**Work instruction**
Starting at the line containing "[target, output] =>" and ending at the line containing "use std::io::Write;", print every line of the material below exactly, both ends included, and stop there.

**Material provided**
//! CLI argument definition and parsing.

use std::env;
use std::path::PathBuf;
use std::process;

use catena_proto::Name;
use owo_colors::OwoColorize;

const DEFAULT_SERVER: &str = "127.0.0.1";

#[derive(Clone, Debug)]
pub struct Args {
    /// The name to build a chain for. A missing trailing dot is tolerated.
    pub target: Name,
    /// Where the chain blob is written.
    pub output: PathBuf,
    /// The validating resolver dig queries.
    pub server: String,
}

impl Args {
    pub fn parse() -> Self {
        // skip executable name
        let args: Vec<String> = env::args().skip(1).collect();

        let mut server = DEFAULT_SERVER.to_string();
        let mut positional = Vec::new();

        for arg in args {
            if let Some(ns) = arg.strip_prefix('@') {
                // nameserver
                server = ns.to_string();
            } else if let Some(option) = arg.strip_prefix('-') {
                match option {
                    "h" | "-help" => {
                        print_help();
                        process::exit(0);
                    }
                    "V" | "-version" => {
                        print_version();
                        process::exit(0);
                    }
                    x => {
                        err(format!("Invalid option: -{}.", x));
                    }
                }
            } else {
                positional.push(arg);
            }
        }

        let (target, output) = match positional.as_slice() {
            [target, output] => (target, output),
            _ => {
                print_usage();
                process::exit(1);
            }
        };

        let target = match Name::from_ascii(target) {
            Ok(name) => name,
            Err(e) => err(e.to_string()),
        };

        Self {
            target,
            output: PathBuf::from(output),
            server,
        }
    }
}

macro_rules! var {
    ($var:expr) => {
        $var.if_supports_color(owo_colors::Stream::Stdout, |s| s.green())
    };
}

fn print_usage() {
    let output = owo_colors::Stream::Stdout;
    print!("{}", "Usage:".if_supports_color(output, |s| s.purple()));
    println!(
        "\tcatena [@{}] <{}> <{}>",
        var!("nameserver"),
        var!("target DNS name"),
        var!("output filename")
    );
}

fn print_help() {
    print_usage();
    println!();

    println!(
        "Builds the DNSSEC authentication chain for {} and writes the",
        var!("target DNS name")
    );
    println!("serialised chain to {}.", var!("output filename"));
    println!();

    println!(
        "\t{} is the address of a validating recursive resolver that dig",
        var!("nameserver")
    );
    println!("\tis invoked against (default: @{}).", DEFAULT_SERVER);
    println!();

    println!("Options:");
    println!("\t-h | --help     print this help message");
    println!("\t-V | --version  print the version of catena");
}

fn print_version() {
    println!("catena v{}", env!("CARGO_PKG_VERSION"));
}

fn err(msg: impl AsRef<str>) -> ! {
    eprintln!("{}", msg.as_ref());
    process::exit(1)
}
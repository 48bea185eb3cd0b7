//! `TXT` RDATA definition.

use std::fmt::Display;
use std::io::Write;

use byteorder::WriteBytesExt;

use crate::error::{EncodeError, ParseError};
use crate::RecordType;

use super::RdataTrait;

/// The marker a TXT record must carry to hold a usable TLS policy.
pub const TLS_POLICY_MARKER: &str = "v=tls1";

/// A record containing descriptive text.
/// [\[RFC 1035\]](https://www.rfc-editor.org/rfc/rfc1035)
///
/// One `TXT` holds the decoded text of a single record. A resolver prints
/// the text as one or more quoted strings; adjacent quoted strings belong to
/// the same record and are concatenated during parsing.
#[derive(PartialEq, Eq, PartialOrd, Ord, Clone, Debug)]
pub struct TXT {
    /// The decoded text.
    pub text: String,
}

impl TXT {
    /// Returns true iff the text carries the `v=tls1` TLS policy marker.
    pub fn has_tls_policy(&self) -> bool {
        self.text.contains(TLS_POLICY_MARKER)
    }
}

impl RdataTrait for TXT {
    const RTYPE: RecordType = RecordType::TXT;

    /// Parses `TXT` RDATA from its presentation format.
    ///
    /// If the rdata starts with a double quote, it is decoded as a sequence
    /// of quoted strings: whitespace outside quotes is ignored (so adjacent
    /// quoted strings concatenate), and a backslash passes the following
    /// character through literally. Anything else is taken verbatim.
    fn parse_rdata(rdata: &str) -> Result<Self, ParseError> {
        let text = if rdata.starts_with('"') {
            parse_quoted_string(rdata)
                .ok_or_else(|| ParseError::InvalidQuotedString(rdata.to_string()))?
        } else {
            rdata.to_string()
        };

        Ok(Self { text })
    }

    /// Encodes the text as a sequence of character strings: chunks of up to
    /// 255 bytes, each prefixed with its one-byte length.
    ///
    /// The empty text encodes as a single zero-length chunk, so that every
    /// text produces at least one chunk and decoding is unambiguous.
    fn encode_rdata_into(&self, buf: &mut impl Write) -> Result<u16, EncodeError> {
        let mut rest = self.text.as_bytes();
        let mut bytes_written = 0usize;
        loop {
            let piece = &rest[..rest.len().min(255)];
            buf.write_u8(piece.len() as u8)?;
            buf.write_all(piece)?;
            bytes_written += 1 + piece.len();
            rest = &rest[piece.len()..];
            if rest.is_empty() {
                break;
            }
        }
        Ok(bytes_written as u16)
    }
}

/// Decodes a sequence of quoted strings into their concatenation.
///
/// Returns [`None`] if a character other than whitespace appears outside
/// quotes.
fn parse_quoted_string(t: &str) -> Option<String> {
    let mut in_string = false;
    let mut quoting = false;
    let mut r = String::new();
    for c in t.chars() {
        if !in_string {
            if c == '"' {
                in_string = true;
                continue;
            } else if c == ' ' || c == '\t' {
                continue;
            } else {
                return None;
            }
        }
        if quoting {
            r.push(c);
            quoting = false;
            continue;
        }
        if c == '\\' {
            quoting = true;
            continue;
        }
        if c == '"' {
            in_string = false;
            continue;
        }
        r.push(c);
    }
    Some(r)
}

impl Display for TXT {
    fn fmt(&self, f: &mut std::fmt::Formatter<'_>) -> std::fmt::Result {
        // escape any quotes in the text so the output could be re-parsed
        let text = self.text.replace('"', "\\\"");
        write!(f, "\"{}\"", text)
    }
}
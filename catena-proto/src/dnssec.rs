//! DNSSEC primitives: the root trust-anchor tag and DS digest computation.
//!
//! This is deliberately the only place where the chain builder touches
//! cryptography. Signature *verification* belongs to the validating
//! resolver; digests are recomputed here solely to discover which DNSKEY a
//! parent's DS record authenticates (and, symmetrically, which DS records a
//! verifier can reconstruct and therefore need not be shipped).

use sha1::Sha1;
use sha2::{Digest, Sha256};

use crate::error::EncodeError;
use crate::name::Name;
use crate::rdata::ds::DigestType;
use crate::rdata::{RdataTrait, DNSKEY};

/// The key tag of the root zone trust anchor the verifier is presumed to
/// hold (the ICANN KSK-2010).
pub const ROOT_KEY_TAG: u16 = 19036;

/// Computes the DS digest of `key` as published at `owner`: a hash over the
/// owner name in wire form followed by the key's serialised rdata.
///
/// Returns [`None`] for digest types the chain format does not support;
/// such DS records can never authenticate an entry key.
pub fn key_digest(
    digest_type: DigestType,
    key: &DNSKEY,
    owner: &Name,
) -> Result<Option<Vec<u8>>, EncodeError> {
    let mut data = Vec::with_capacity(key.key.len() + 64);
    owner.encode_into(&mut data)?;
    key.encode_rdata_into(&mut data)?;

    let digest = match digest_type {
        DigestType::SHA1 => Sha1::digest(&data).to_vec(),
        DigestType::SHA256 => Sha256::digest(&data).to_vec(),
        _ => return Ok(None),
    };

    Ok(Some(digest))
}

#[cfg(test)]
mod tests {
    use data_encoding::{BASE64, HEXUPPER};

    use super::{key_digest, ROOT_KEY_TAG};
    use crate::rdata::ds::DigestType;
    use crate::rdata::dnskey::{Algorithm, DNSKEY};
    use crate::Name;

    fn root_ksk_2010() -> DNSKEY {
        DNSKEY {
            flags: 257,
            algorithm: Algorithm::RSASHA256,
            key: BASE64
                .decode(
                    b"AwEAAagAIKlVZrpC6Ia7gEzahOR+9W29euxhJhVVLOyQbSEW0O8gcCjFFVQUTf6v58fLjwBd\
                      0YI0EzrAcQqBGCzh/RStIoO8g0NfnfL2MTJRkxoXbfDaUeVPQuYEhg37NZWAJQ9VnMVDxP/V\
                      HL496M/QZxkjf5/Efucp2gaDX6RS6CXpoY68LsvPVjR0ZSwzz1apAzvN9dlzEheX7ICJBBtu\
                      A6G3LQpzW5hOA2hzCTMjJPJ8LbqF6dsV6DoBQzgul0sGIcGOYl7OyQdXfZ57relSQageu+ip\
                      AdTTJ25AsRTAoub8ONGcLmqrAmRLKBP1dfwhYB4N7knNnulqQxA+Uk1ihz0=",
                )
                .unwrap(),
        }
    }

    #[test]
    fn ksk_2010_matches_the_trust_anchor_tag() {
        assert_eq!(root_ksk_2010().key_tag(), ROOT_KEY_TAG);
    }

    #[test]
    fn sha256_digest_over_owner_and_key() {
        let key = DNSKEY {
            flags: 257,
            algorithm: Algorithm::RSASHA256,
            key: vec![0xaa; 16],
        };
        let owner = Name::from_ascii("example.").unwrap();
        let digest = key_digest(DigestType::SHA256, &key, &owner)
            .unwrap()
            .unwrap();
        assert_eq!(
            HEXUPPER.encode(&digest),
            "DA2B9B76D85E3021EF8C9BC75F4CD4ED0A270D5937A897BB4B6816931CF897FF"
        );
    }

    #[test]
    fn sha1_digest_over_owner_and_key() {
        let key = DNSKEY {
            flags: 257,
            algorithm: Algorithm::RSASHA256,
            key: vec![0xaa; 16],
        };
        let owner = Name::from_ascii("example.").unwrap();
        let digest = key_digest(DigestType::SHA1, &key, &owner).unwrap().unwrap();
        assert_eq!(
            HEXUPPER.encode(&digest),
            "31DBB8F19850330E332F1CFEB7084C5B479FB820"
        );
    }

    #[test]
    fn unsupported_digest_types_yield_nothing() {
        let key = DNSKEY {
            flags: 257,
            algorithm: Algorithm::RSASHA256,
            key: vec![0xaa; 16],
        };
        let owner = Name::from_ascii("example.").unwrap();
        assert!(key_digest(DigestType::GOST, &key, &owner)
            .unwrap()
            .is_none());
    }
}
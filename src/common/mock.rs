//! In-memory registers for host tests.

use super::reg::Register;
use crate::uart::{Usart, UsartBits, UsartRegisters};
use std::cell::{Cell, RefCell};
use std::collections::VecDeque;
use std::vec::Vec;

/// Register backed by plain memory. Every write is logged; reads return the
/// queued input bytes first, then the last written value.
#[derive(Debug, Default)]
pub(crate) struct MockRegister {
    value: Cell<u8>,
    input: RefCell<VecDeque<u8>>,
    writes: RefCell<Vec<u8>>,
}

impl MockRegister {
    pub(crate) fn new(value: u8) -> Self {
        Self {
            value: Cell::new(value),
            ..Default::default()
        }
    }

    pub(crate) fn value(&self) -> u8 {
        self.value.get()
    }

    /// Queue bytes to be returned by subsequent reads.
    pub(crate) fn feed(&self, bytes: &[u8]) {
        self.input.borrow_mut().extend(bytes.iter().copied());
    }

    pub(crate) fn writes(&self) -> Vec<u8> {
        self.writes.borrow().clone()
    }

    pub(crate) fn take_writes(&self) -> Vec<u8> {
        self.writes.take()
    }
}

impl Register for MockRegister {
    fn read(&self) -> u8 {
        self.input
            .borrow_mut()
            .pop_front()
            .unwrap_or(self.value.get())
    }

    fn write(&self, value: u8) {
        self.value.set(value);
        self.writes.borrow_mut().push(value);
    }
}

pub(crate) const BITS: UsartBits = UsartBits {
    rxen: 4,
    txen: 3,
    rxcie: 7,
    udre: 5,
    u2x: 1,
    txc: 6,
};

/// A full USART register set in memory.
pub(crate) struct MockUsartRegs {
    pub(crate) ubrrh: MockRegister,
    pub(crate) ubrrl: MockRegister,
    pub(crate) ucsra: MockRegister,
    pub(crate) ucsrb: MockRegister,
    pub(crate) udr: MockRegister,
}

impl MockUsartRegs {
    pub(crate) fn new() -> Self {
        Self {
            ubrrh: MockRegister::new(0xFF),
            ubrrl: MockRegister::new(0xFF),
            // data register empty, transmit complete
            ucsra: MockRegister::new(1 << BITS.udre | 1 << 6),
            // unrelated bits that open/close must not touch
            ucsrb: MockRegister::new(0b0000_0110),
            udr: MockRegister::new(0),
        }
    }

    pub(crate) fn usart(&self) -> Usart<&MockRegister> {
        Usart::new(
            UsartRegisters {
                ubrrh: &self.ubrrh,
                ubrrl: &self.ubrrl,
                ucsra: &self.ucsra,
                ucsrb: &self.ucsrb,
                udr: &self.udr,
            },
            BITS,
        )
    }

    pub(crate) fn untouched(&self) -> bool {
        [&self.ubrrh, &self.ubrrl, &self.ucsra, &self.ucsrb, &self.udr]
            .iter()
            .all(|r| r.writes().is_empty())
    }
}
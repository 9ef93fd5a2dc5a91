use core::cell::UnsafeCell;

/// Statically allocated slot holding the handler of one interrupt vector.
///
/// The vector-to-handler mapping is fixed at build time by
/// [`interrupt_handler!`](crate::interrupt_handler); only the handler value is
/// filled in at startup.
pub struct Handler<T> {
    slot: UnsafeCell<Option<T>>,
}

/// # Safety
///
/// The slot is written once inside a critical section and afterwards only
/// touched by its own vector, which on AVR cannot preempt itself.
unsafe impl<T> Sync for Handler<T> {}

impl<T> Handler<T> {
    pub const fn new() -> Self {
        Self {
            slot: UnsafeCell::new(None),
        }
    }

    /// Install the handler. You can call it only once.
    ///
    /// Do it before enabling the interrupt source; an interrupt that fires
    /// while the slot is empty is ignored.
    pub fn set(&self, handler: T) {
        let installed = critical_section::with(|_| {
            let slot = unsafe { &mut *self.slot.get() };
            if slot.is_some() {
                return false;
            }
            *slot = Some(handler);
            true
        });
        assert!(installed, "interrupt handler already set");
    }

    /// # Safety
    ///
    /// Only call from the vector this slot belongs to, and never re-entrantly.
    #[inline(always)]
    pub unsafe fn call(&self, f: impl FnOnce(&mut T)) {
        if let Some(h) = unsafe { (*self.slot.get()).as_mut() } {
            f(h)
        }
    }
}

impl<T> Default for Handler<T> {
    fn default() -> Self {
        Self::new()
    }
}

/// Declare a handler slot per receive vector together with the vector
/// function that forwards to it.
///
/// Attributes are passed through to the generated function, so the target's
/// interrupt attribute goes there:
///
/// ```ignore
/// interrupt_handler!(
///     #[avr_device::interrupt(atmega328p)]
///     (USART_RX, USART0_RX, UartInterruptRxHandler<'static, Usart<MmioRegister>, 128>),
/// );
/// ```
#[macro_export]
macro_rules! interrupt_handler {
    ($(
        $(#[$attr:meta])*
        ($VECTOR:ident, $SLOT:ident, $T:ty),
    )+) => {$(
        pub static $SLOT: $crate::interrupt::Handler<$T> = $crate::interrupt::Handler::new();

        #[allow(non_snake_case)]
        $(#[$attr])*
        fn $VECTOR() {
            unsafe { $SLOT.call(|h| h.handler()) }
        }
    )+};
}

#[cfg(test)]
mod tests {
    use super::*;

    pub struct Counter(pub u32);

    impl Counter {
        fn handler(&mut self) {
            self.0 += 1;
        }
    }

    crate::interrupt_handler!(
        (TEST_VECTOR, TEST_SLOT, Counter),
    );

    #[test]
    fn vector_forwards_to_installed_handler() {
        // nothing installed yet: ignored
        TEST_VECTOR();
        TEST_SLOT.set(Counter(0));
        TEST_VECTOR();
        TEST_VECTOR();
        let mut seen = 0;
        unsafe { TEST_SLOT.call(|c| seen = c.0) };
        assert_eq!(seen, 2);
    }

    #[test]
    #[should_panic(expected = "already set")]
    fn handler_set_only_once() {
        let h = Handler::new();
        h.set(1u8);
        h.set(2u8);
    }
}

**Problem solution**
            [target, output] => (target, output),
            _ => {
                print_usage();
                process::exit(1);
            }
        };

        let target = match Name::from_ascii(target) {
            Ok(name) => name,
            Err(e) => err(e.to_string()),
        };

        Self {
            target,
            output: PathBuf::from(output),
            server,
        }
    }
}

macro_rules! var {
    ($var:expr) => {
        $var.if_supports_color(owo_colors::Stream::Stdout, |s| s.green())
    };
}

fn print_usage() {
    let output = owo_colors::Stream::Stdout;
    print!("{}", "Usage:".if_supports_color(output, |s| s.purple()));
    println!(
        "\tcatena [@{}] <{}> <{}>",
        var!("nameserver"),
        var!("target DNS name"),
        var!("output filename")
    );
}

fn print_help() {
    print_usage();
    println!();

    println!(
        "Builds the DNSSEC authentication chain for {} and writes the",
        var!("target DNS name")
    );
    println!("serialised chain to {}.", var!("output filename"));
    println!();

    println!(
        "\t{} is the address of a validating recursive resolver that dig",
        var!("nameserver")
    );
    println!("\tis invoked against (default: @{}).", DEFAULT_SERVER);
    println!();

    println!("Options:");
    println!("\t-h | --help     print this help message");
    println!("\t-V | --version  print the version of catena");
}

fn print_version() {
    println!("catena v{}", env!("CARGO_PKG_VERSION"));
}

fn err(msg: impl AsRef<str>) -> ! {
    eprintln!("{}", msg.as_ref());
    process::exit(1)
}
repository 48bea185eb3cd0b7
//! `TXT` RDATA definition.

use std::fmt::Display;
use std::io::Write;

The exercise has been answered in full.